RET调控VEGFR2在多发性内分泌腺瘤病2型（MEN2）的作用及机制研究

Heterogeneity in phenotype and limitation in current treatments of Multiple Endocrine Neoplasia type 2 urge for more specific and well-targeted strategies. We applied array base techniques in previous research and unveiled RET and VEGFR2 were coincidently highly expressed and phosphorylated in MEN2 derived cell lines. Further, we confirmed these findings in MTC tissue that 90% of which with VEGFR2 expression, besides, RET-VEGFR2 only highly expressed in TT and MZ-CRC-1 out of 319 cell lines. Knockdown of RET reduced VEGFR2 expression. VEGFA, the ligand of VEGFR2, induced TT cell proliferation by 25%, which was compromised by RET knockdown. We plan to investigate the molecular mechanism in RET and VEGFR2 regulation ，first confirm expression and phosphorylation statues in MEN2 components, then construct VEGFR2 reporter system to investigate the relationship and regulation mechanism in RET-VEGFR2, after that determine how the RET-VEGFR2 regulate proliferation, migration, differentiation, survive in MEN2 components and shed light on developing effective and targeted therapy.

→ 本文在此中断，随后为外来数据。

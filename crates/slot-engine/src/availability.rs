//! Bookable-window computation for a single schedulable resource.
//!
//! Runs the full pipeline: declared availability is merged, taken time is
//! swept out of it, and the remaining windows are trimmed first for minimum
//! notice and then for the per-day booking cap. The two constraint passes stay
//! separate and ordered; the cap pass re-checks days on whatever the notice
//! pass left behind.
//!
//! Everything here is a pure function of its arguments. `now` is passed in,
//! never read from the system clock, so the same inputs always produce the
//! same windows.

use chrono::{Duration, NaiveDateTime};
use serde::{Deserialize, Serialize};

use crate::daily_cap::{self, DailyCounts};
use crate::error::{Result, SlotError};
use crate::interval::Interval;
use crate::notice;
use crate::sweep;

/// Booking constraints configured on the resource.
///
/// `None` means unconstrained: zero notice, unlimited bookings per day.
#[derive(Debug, Clone, Copy, Default, PartialEq, Eq, Serialize, Deserialize)]
#[serde(try_from = "ConstraintSettings", into = "ConstraintSettings")]
pub struct Constraints {
    pub minimum_notice: Option<Duration>,
    pub max_per_day: Option<u32>,
}

impl Constraints {
    /// Build constraints, rejecting a negative notice.
    pub fn new(minimum_notice: Option<Duration>, max_per_day: Option<u32>) -> Result<Self> {
        if let Some(notice) = minimum_notice {
            if notice < Duration::zero() {
                return Err(SlotError::NegativeNotice(notice.num_minutes()));
            }
        }
        Ok(Self {
            minimum_notice,
            max_per_day,
        })
    }

    /// No notice and no daily cap.
    pub fn unconstrained() -> Self {
        Self::default()
    }
}

/// Wire form of [`Constraints`], with notice in whole minutes.
///
/// Converting from [`Constraints`] rounds a sub-minute notice up to the next
/// whole minute, so the wire form never asks for less lead time.
#[derive(Debug, Clone, Copy, Default, PartialEq, Eq, Serialize, Deserialize)]
pub struct ConstraintSettings {
    #[serde(default)]
    pub minimum_notice_minutes: Option<i64>,
    #[serde(default)]
    pub max_per_day: Option<u32>,
}

impl TryFrom<ConstraintSettings> for Constraints {
    type Error = SlotError;

    fn try_from(settings: ConstraintSettings) -> Result<Self> {
        let minimum_notice = settings
            .minimum_notice_minutes
            .map(|m| Duration::try_minutes(m).ok_or(SlotError::NoticeOutOfRange(m)))
            .transpose()?;
        Constraints::new(minimum_notice, settings.max_per_day)
    }
}

impl From<Constraints> for ConstraintSettings {
    fn from(c: Constraints) -> Self {
        Self {
            minimum_notice_minutes: c.minimum_notice.map(whole_minutes_ceil),
            max_per_day: c.max_per_day,
        }
    }
}

fn whole_minutes_ceil(notice: Duration) -> i64 {
    let minutes = notice.num_minutes();
    match Duration::try_minutes(minutes) {
        Some(whole) if notice > whole => minutes + 1,
        _ => minutes,
    }
}

/// A computed window in report form, with its length in minutes.
#[derive(Debug, Clone, PartialEq, Serialize, Deserialize)]
pub struct BookableWindow {
    pub start: NaiveDateTime,
    pub end: NaiveDateTime,
    pub duration_minutes: i64,
}

impl From<&Interval> for BookableWindow {
    fn from(iv: &Interval) -> Self {
        Self {
            start: iv.start,
            end: iv.end,
            duration_minutes: iv.duration().num_minutes(),
        }
    }
}

/// Per-call values shared by the constraint stages.
struct Pipeline {
    earliest: NaiveDateTime,
    counts: DailyCounts,
}

impl Pipeline {
    fn new(taken: &[Interval], constraints: &Constraints, now: NaiveDateTime) -> Self {
        Self {
            earliest: notice::earliest_bookable(now, constraints.minimum_notice),
            counts: DailyCounts::from_taken(taken, constraints.max_per_day),
        }
    }

    fn run(&self, availability: &[Interval], taken: &[Interval]) -> Vec<Interval> {
        let open = sweep::subtract_taken(availability, taken);
        tracing::debug!(windows = open.len(), "subtracted taken time");

        let noticed = notice::apply_minimum_notice(open, self.earliest);
        tracing::debug!(
            windows = noticed.len(),
            earliest = %self.earliest,
            "applied minimum notice"
        );

        let capped = daily_cap::apply_daily_cap(noticed, &self.counts);
        tracing::debug!(
            windows = capped.len(),
            max_per_day = ?self.counts.max_per_day(),
            full_days = ?self.counts.full_days(),
            "applied daily cap"
        );

        capped
    }
}

/// Compute the windows a new booking can be placed into.
///
/// # Arguments
///
/// * `availability` — Declared open windows, unordered, possibly overlapping.
/// * `taken` — Confirmed bookings, unordered, possibly overlapping.
/// * `constraints` — Minimum notice and per-day cap.
/// * `now` — The current instant in the owner's zone, read once by the caller.
///
/// Returns an ascending, pairwise-disjoint list; empty when nothing is bookable.
/// Inputs must already satisfy `start <= end` (see
/// [`validate_intervals`](crate::interval::validate_intervals)).
pub fn compute_availability(
    availability: &[Interval],
    taken: &[Interval],
    constraints: &Constraints,
    now: NaiveDateTime,
) -> Vec<Interval> {
    let span = tracing::debug_span!(
        "compute_availability",
        availability = availability.len(),
        taken = taken.len(),
        %now
    );
    let _enter = span.enter();

    Pipeline::new(taken, constraints, now).run(availability, taken)
}

/// Find the first bookable window of at least `min_duration`.
///
/// Delegates to [`compute_availability`] and returns the first window meeting
/// the minimum length.
pub fn find_first_bookable(
    availability: &[Interval],
    taken: &[Interval],
    constraints: &Constraints,
    now: NaiveDateTime,
    min_duration: Duration,
) -> Option<Interval> {
    compute_availability(availability, taken, constraints, now)
        .into_iter()
        .find(|w| w.duration() >= min_duration)
}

多发性内分泌腺瘤病2型以RET为致病基因，但其治疗方法具有局限性，亟需寻找更加高效的治疗手段，本研究前期采用高通量芯片技术对MEN2相关肿瘤细胞系进行酪氨酸激酶受体表达及活性分析发现RET及VEGFR2呈共同高表达，并在MEN2相关肿瘤组分中证实90%的组织中存在VEGFR2表达，且在319种细胞系中仅MEN2相关细胞系中存在共同高表达。进一步通过siRNA干扰沉默RET可下调VEGFR2表达，并负性影响其配体VEGFA增加TT细胞增殖的能力。本研究拟在已有研究基础上进一步深入研究RET调控VEGFR2机制，在MEN2各肿瘤组分中确认RET-VEGFR2表达情况及活性，进一步通过构建VEGFR2报告基因研究RET调控VEGFR2的作用与分子机制，并通过体外、裸鼠模型及不同RET酶活性特异性VEGFR2敲除小鼠模型研究MEN2肿瘤组分中增殖、分化、生长中的作用，为靶向药物开发提供思路。

多发性内分泌腺瘤病2型以RET为致病基因，但其治疗方法具有局限性，亟需寻找更加高效的治疗手段，本研究前期采用高通量芯片技术对MEN2相关肿瘤细胞系进行酪氨酸激酶受体表达及活性分析发现RET及VEGFR2呈共同高表达，并在MEN2相关肿瘤组分中证实90%的组织中存在VEGFR2表达，且在319种细胞系中仅MEN2相关细胞系中存在共同高表达。目前研究已知RET基因是MEN2A的致病基因，但是由于MEN2A具有显著的临床表型异质性，一些研究表明RET之外的其他遗传变异可能也在其中发挥作用，然而关于这方面的研究尚未有确定结论，本研究首次通过外显子组测序技术在配对的MEN2A肿瘤组织中需找基因变异，并进一步利用Affymetrix SNP6.0芯片技术在基因组范围寻找除RET基因突变之外与MEN2发病相关的分子机制。发现13个基因在外显子测序和SNP芯片中存在变异，其中包括EIF4G1（p. E1147V），进一步将突变型和野生型EIF4G1质粒分别转染甲状腺髓样癌细胞株──TT、MZ-CRC1细胞，肾上腺嗜铬细胞瘤细胞株——PC12细胞，结果显示突变型EIF4G1增加细胞增殖和RET/MAPK磷酸化水平，而沉默EIF4G1减低细胞增殖和RET/MAPK磷酸化水平。采用ERK抑制剂U0126处理TT细胞后证实蛋白水平证实磷酸化ERK水平下调，但是RET、 VEGFR2的表达水平无明显改变，提示U0126可能参与ERK转录水平的调节。跟其他非内分泌肿瘤组织相比，内分泌肿瘤突变数目低于非内分泌肿瘤。上述研究提示RET基因突变是MEN2的主要启动因素，然而一些低频突变例如EIF4G1可通过调控RET通路的活性而参与MEN2A肿瘤的发生和发展。下调VEGFR2表达及其转录后调节可能与RET相互作用共同参与MEN2A的肿瘤发生发展。